Por vezes questiono-me porque é que as coisas sempre tiveram de ser tão complicadas connosco. Provavelmente o destino não nos queria juntos... mas incrivelmente foi ele que nos juntou (malvado destino!!).
Percorro cada dia, cada discussão, cada problema que tivemos e concluo que tudo foi desnecessário. Devíamos ter fugido enquanto era tempo, talvez. Mas e se o tivessemos feito, teria eu aprendido o que é amar? Não.
Além disso, aprendi que nem tudo é eterno, e que não se morre de amor. Mas que se pode ficar doente, isso sim.
Eu acho que o que me aconteceu, entretanto, tem a ver com falta de espaço no coração.
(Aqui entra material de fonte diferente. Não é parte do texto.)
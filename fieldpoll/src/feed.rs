//! Schedules actions: once actions go straight to the sink, slow and fast actions are
//! kept until the host ticks the matching list

use std::sync::{Arc, Mutex, MutexGuard, PoisonError};

use crate::model::{Action, NodeId, RepeatPolicy};

/// Receives every action the feed dispatches
pub trait ActionSink: Send + Sync {
    /// queue one action for execution
    fn submit(&self, action: Action);
}

/// Once, slow and fast action lists
///
/// The feed owns no timers; the host calls [`ActionFeed::exec_slow`] and
/// [`ActionFeed::exec_fast`] at whatever cadence it chooses.
pub struct ActionFeed {
    sink: Arc<dyn ActionSink>,
    slow: Mutex<Vec<Action>>,
    fast: Mutex<Vec<Action>>,
}

fn lock(list: &Mutex<Vec<Action>>) -> MutexGuard<'_, Vec<Action>> {
    list.lock().unwrap_or_else(PoisonError::into_inner)
}

impl ActionFeed {
    /// create a feed dispatching to `sink`
    pub fn new(sink: Arc<dyn ActionSink>) -> Self {
        Self {
            sink,
            slow: Mutex::new(Vec::new()),
            fast: Mutex::new(Vec::new()),
        }
    }

    /// dispatch a once action now, or append a repeating one to its list
    pub fn submit(&self, action: Action) {
        match action.repeat {
            RepeatPolicy::Once => self.sink.submit(action),
            RepeatPolicy::Slow => lock(&self.slow).push(action),
            RepeatPolicy::Fast => lock(&self.fast).push(action),
        }
    }

    /// dispatch every slow action in submission order, returning how many
    pub fn exec_slow(&self) -> usize {
        self.dispatch(&self.slow)
    }

    /// dispatch every fast action in submission order, returning how many
    pub fn exec_fast(&self) -> usize {
        self.dispatch(&self.fast)
    }

    fn dispatch(&self, list: &Mutex<Vec<Action>>) -> usize {
        // the sink may submit retries, so dispatch outside the lock
        let snapshot = lock(list).clone();
        let count = snapshot.len();
        for action in snapshot {
            self.sink.submit(action);
        }
        count
    }

    /// drop every slow and fast action of `node`
    pub fn remove_actions(&self, node: NodeId) {
        lock(&self.slow).retain(|x| x.node != node);
        lock(&self.fast).retain(|x| x.node != node);
    }

    /// number of slow and fast actions
    pub fn counts(&self) -> (usize, usize) {
        (lock(&self.slow).len(), lock(&self.fast).len())
    }
}
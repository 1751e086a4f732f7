//! Integration tests for the fieldpoll polling engine

use std::collections::HashMap;
use std::sync::{Arc, Mutex};
use std::time::Duration;

use fieldpoll::function::VendorAddress;
use fieldpoll::model::*;
use fieldpoll::transport::TransportSettings;
use fieldpoll::*;

use tokio::io::{AsyncReadExt, AsyncWriteExt};
use tokio::net::{TcpListener, TcpStream};
use tokio::sync::mpsc;

const UNIT: u8 = 0x05;
const WAIT: Duration = Duration::from_secs(2);

/// Register image of the simulated device
#[derive(Default)]
struct Device {
    holding: [u16; 10],
    vendor: HashMap<u16, u16>,
}

impl Device {
    fn exception(adu: &[u8], code: u8) -> Vec<u8> {
        vec![adu[0], adu[1] | 0x80, code]
    }

    fn handle(&mut self, adu: &[u8]) -> Vec<u8> {
        if adu[0] != UNIT {
            return Self::exception(adu, 0x0B);
        }
        match adu[1] {
            0x03 => self.read_holding(adu),
            0x10 => self.write_holding(adu),
            0x42 => self.read_from_index(adu),
            0x44 => self.write_masked_to_index(adu),
            _ => Self::exception(adu, 0x01),
        }
    }

    fn read_holding(&self, adu: &[u8]) -> Vec<u8> {
        let start = u16::from_be_bytes([adu[2], adu[3]]) as usize;
        let count = u16::from_be_bytes([adu[4], adu[5]]) as usize;
        let registers = match self.holding.get(start..start + count) {
            Some(x) => x,
            None => return Self::exception(adu, 0x02),
        };
        let mut response = vec![adu[0], adu[1], (2 * count) as u8];
        for value in registers {
            response.extend_from_slice(&value.to_be_bytes());
        }
        response
    }

    fn write_holding(&mut self, adu: &[u8]) -> Vec<u8> {
        let start = u16::from_be_bytes([adu[2], adu[3]]) as usize;
        let count = u16::from_be_bytes([adu[4], adu[5]]) as usize;
        let values = &adu[7..];
        match self.holding.get_mut(start..start + count) {
            Some(registers) => {
                for (register, bytes) in registers.iter_mut().zip(values.chunks(2)) {
                    *register = u16::from_be_bytes([bytes[0], bytes[1]]);
                }
                adu[..6].to_vec()
            }
            None => Self::exception(adu, 0x02),
        }
    }

    fn vendor_address(adu: &[u8]) -> u16 {
        let (category, index, page) = (adu[2] as u16, adu[3] as u16, adu[4] as u16);
        (page << 13) | (category << 7) | index
    }

    fn read_from_index(&self, adu: &[u8]) -> Vec<u8> {
        let start = Self::vendor_address(adu);
        let count = u16::from_be_bytes([adu[5], adu[6]]);
        let mut response = vec![adu[0], adu[1], (2 * count) as u8];
        for i in 0..count {
            let value = self.vendor.get(&(start + i)).copied().unwrap_or(0);
            // vendor registers travel low byte first
            response.extend_from_slice(&value.to_le_bytes());
        }
        response
    }

    fn write_masked_to_index(&mut self, adu: &[u8]) -> Vec<u8> {
        let start = Self::vendor_address(adu);
        for (i, pair) in adu[8..].chunks(4).enumerate() {
            let data = u16::from_be_bytes([pair[0], pair[1]]);
            let mask = u16::from_be_bytes([pair[2], pair[3]]);
            let register = self.vendor.entry(start + i as u16).or_insert(0);
            *register = (*register & mask) | (data & !mask);
        }
        adu[..7].to_vec()
    }
}

async fn serve(mut socket: TcpStream, device: Arc<Mutex<Device>>) {
    loop {
        let mut header = [0u8; 6];
        if socket.read_exact(&mut header).await.is_err() {
            return;
        }
        let length = u16::from_be_bytes([header[4], header[5]]) as usize;
        let mut adu = vec![0u8; length];
        if socket.read_exact(&mut adu).await.is_err() {
            return;
        }

        let response = device.lock().unwrap().handle(&adu);
        let mut frame = header[..4].to_vec();
        frame.extend_from_slice(&(response.len() as u16).to_be_bytes());
        frame.extend_from_slice(&response);
        if socket.write_all(&frame).await.is_err() {
            return;
        }
    }
}

/// bind a simulated bridge on a free port and return its port
async fn spawn_device(device: Arc<Mutex<Device>>) -> u16 {
    let listener = TcpListener::bind("127.0.0.1:0").await.unwrap();
    let port = listener.local_addr().unwrap().port();
    tokio::spawn(async move {
        while let Ok((socket, _)) = listener.accept().await {
            tokio::spawn(serve(socket, device.clone()));
        }
    });
    port
}

async fn start(device: Arc<Mutex<Device>>) -> (Controller, mpsc::Receiver<Event>) {
    let port = spawn_device(device).await;
    let mut settings = TransportSettings::bridge("127.0.0.1", port);
    settings.response_timeout = Duration::from_millis(500);
    let transceiver = Arc::new(Transceiver::new(settings, DecodeLevel::nothing()));
    transceiver.connect().await.unwrap();
    Controller::start(
        transceiver,
        Arc::new(Registry::new()),
        ControllerConfig::default(),
    )
}

async fn next_state(events: &mut mpsc::Receiver<Event>) -> (String, Value) {
    match tokio::time::timeout(WAIT, events.recv()).await {
        Ok(Some(Event::State(state))) => (state.channel.0, state.value),
        other => panic!("expected a state, got {other:?}"),
    }
}

async fn wait_for<F: Fn(&Device) -> bool>(device: &Arc<Mutex<Device>>, condition: F) {
    let deadline = tokio::time::Instant::now() + WAIT;
    while !condition(&device.lock().unwrap()) {
        assert!(tokio::time::Instant::now() < deadline, "device never reached the condition");
        tokio::time::sleep(Duration::from_millis(5)).await;
    }
}

#[tokio::test(flavor = "multi_thread")]
async fn polls_registers_and_reports_changes() {
    let device = Arc::new(Mutex::new(Device::default()));
    device.lock().unwrap().holding[2] = 0xFF38;
    device.lock().unwrap().holding[3] = 0x0064;

    let (controller, mut events) = start(device.clone()).await;
    controller.add_node(NodeId(1), UnitId::new(UNIT), Protocol::Standard);
    let id = controller.registry().add_dataset(
        "zone",
        Dataset::new(NodeId(1), MessageClass::HoldingRegister, 2, 2).with_repeat(RepeatPolicy::Fast),
    );
    assert!(controller.registry().add_channel(
        Channel::new(ChannelId::new("a-offset"), id, 0, ValueClass::Int16)
    ));
    assert!(controller.registry().add_channel(
        Channel::new(ChannelId::new("b-setpoint"), id, 1, ValueClass::UInt16)
            .with_encoding(Encoding {
                scale: Some(1),
                ..Encoding::default()
            })
    ));
    controller.poll_dataset(id).unwrap();
    assert_eq!(controller.exec_fast(), 1);

    let mut states = vec![next_state(&mut events).await, next_state(&mut events).await];
    states.sort_by(|x, y| x.0.cmp(&y.0));
    assert_eq!(
        states,
        vec![
            ("a-offset".to_string(), Value::Int(-200)),
            ("b-setpoint".to_string(), Value::Float(10.0)),
        ]
    );

    // only the channel whose bits changed is reported
    device.lock().unwrap().holding[3] = 0x00D7;
    assert_eq!(controller.exec_fast(), 1);
    assert_eq!(
        next_state(&mut events).await,
        ("b-setpoint".to_string(), Value::Float(21.5))
    );

    controller.stop().await;
    assert_eq!(controller.counters().messages, 2);
}

#[tokio::test(flavor = "multi_thread")]
async fn writes_registers_through_the_pipeline() {
    let device = Arc::new(Mutex::new(Device::default()));
    let (controller, _events) = start(device.clone()).await;
    controller.add_node(NodeId(1), UnitId::new(UNIT), Protocol::Standard);
    let id = controller.registry().add_dataset(
        "limits",
        Dataset::new(NodeId(1), MessageClass::HoldingRegister, 4, 4),
    );
    assert!(controller.registry().add_channel(Channel::new(
        ChannelId::new("limit"),
        id,
        1,
        ValueClass::Int32
    )));

    controller
        .write(State::new(ChannelId::new("limit"), Value::Int(-2)))
        .await
        .unwrap();

    wait_for(&device, |x| x.holding[6..8] == [0xFFFF, 0xFFFE]).await;
    controller.stop().await;
}

#[tokio::test(flavor = "multi_thread")]
async fn device_exceptions_are_reported_to_the_caller() {
    let device = Arc::new(Mutex::new(Device::default()));
    let (controller, _events) = start(device).await;
    let functions = controller.add_node(NodeId(1), UnitId::new(UNIT), Protocol::Standard);

    assert_eq!(
        functions
            .read_holding_registers(UnitId::new(UNIT), DataRange::new(8, 0, 4))
            .await,
        Err(RequestError::Exception(ExceptionCode::IllegalDataAddress))
    );
    assert_eq!(
        functions
            .read_holding_registers(UnitId::new(UNIT), DataRange::new(8, 0, 2))
            .await,
        Ok(vec![0, 0, 0, 0])
    );
    controller.stop().await;
}

#[tokio::test(flavor = "multi_thread")]
async fn vendor_bit_write_leaves_other_bits_untouched() {
    let address = VendorAddress::new(1, 3, 4).unwrap();
    let device = Arc::new(Mutex::new(Device::default()));
    device.lock().unwrap().vendor.insert(address.to_u16(), 0x00F0);

    let (controller, mut events) = start(device.clone()).await;
    controller.add_node(NodeId(7), UnitId::new(UNIT), Protocol::Vendor);
    let id = controller.registry().add_dataset(
        "relays",
        Dataset::new(NodeId(7), MessageClass::HoldingRegister, address.to_u16(), 1),
    );
    assert!(controller.registry().add_channel(Channel::new(
        ChannelId::new("relay"),
        id,
        3,
        ValueClass::Bit
    )));

    controller
        .write(State::new(ChannelId::new("relay"), Value::Bool(true)))
        .await
        .unwrap();
    wait_for(&device, |x| x.vendor.get(&address.to_u16()) == Some(&0x00F8)).await;

    controller.poll_dataset(id).unwrap();
    assert_eq!(
        next_state(&mut events).await,
        ("relay".to_string(), Value::Bool(true))
    );
    controller.stop().await;
}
É que sabes? Tu teimas em não sair... e eu teimo em querer seguir em frente e pôr lá outras pessoas... E depois a acumulação levou a que o meu coraçãozinho partido, se chatea-se comigo...
Mas não me arrependo de uma vírgula, de um acento tónico nem de um segundo perdido.
Sou outra pessoa. Sei mais das coisas (como dizia o outro).
Só que não aguento perguntas. Não aguento que queiras falar mais sobre isso. A culpa não é minha... é deste coração que está cansado de desarrumação.
Gosto e preciso de saber de ti... porque no fundo, quero-te bem... como no primeiro dia.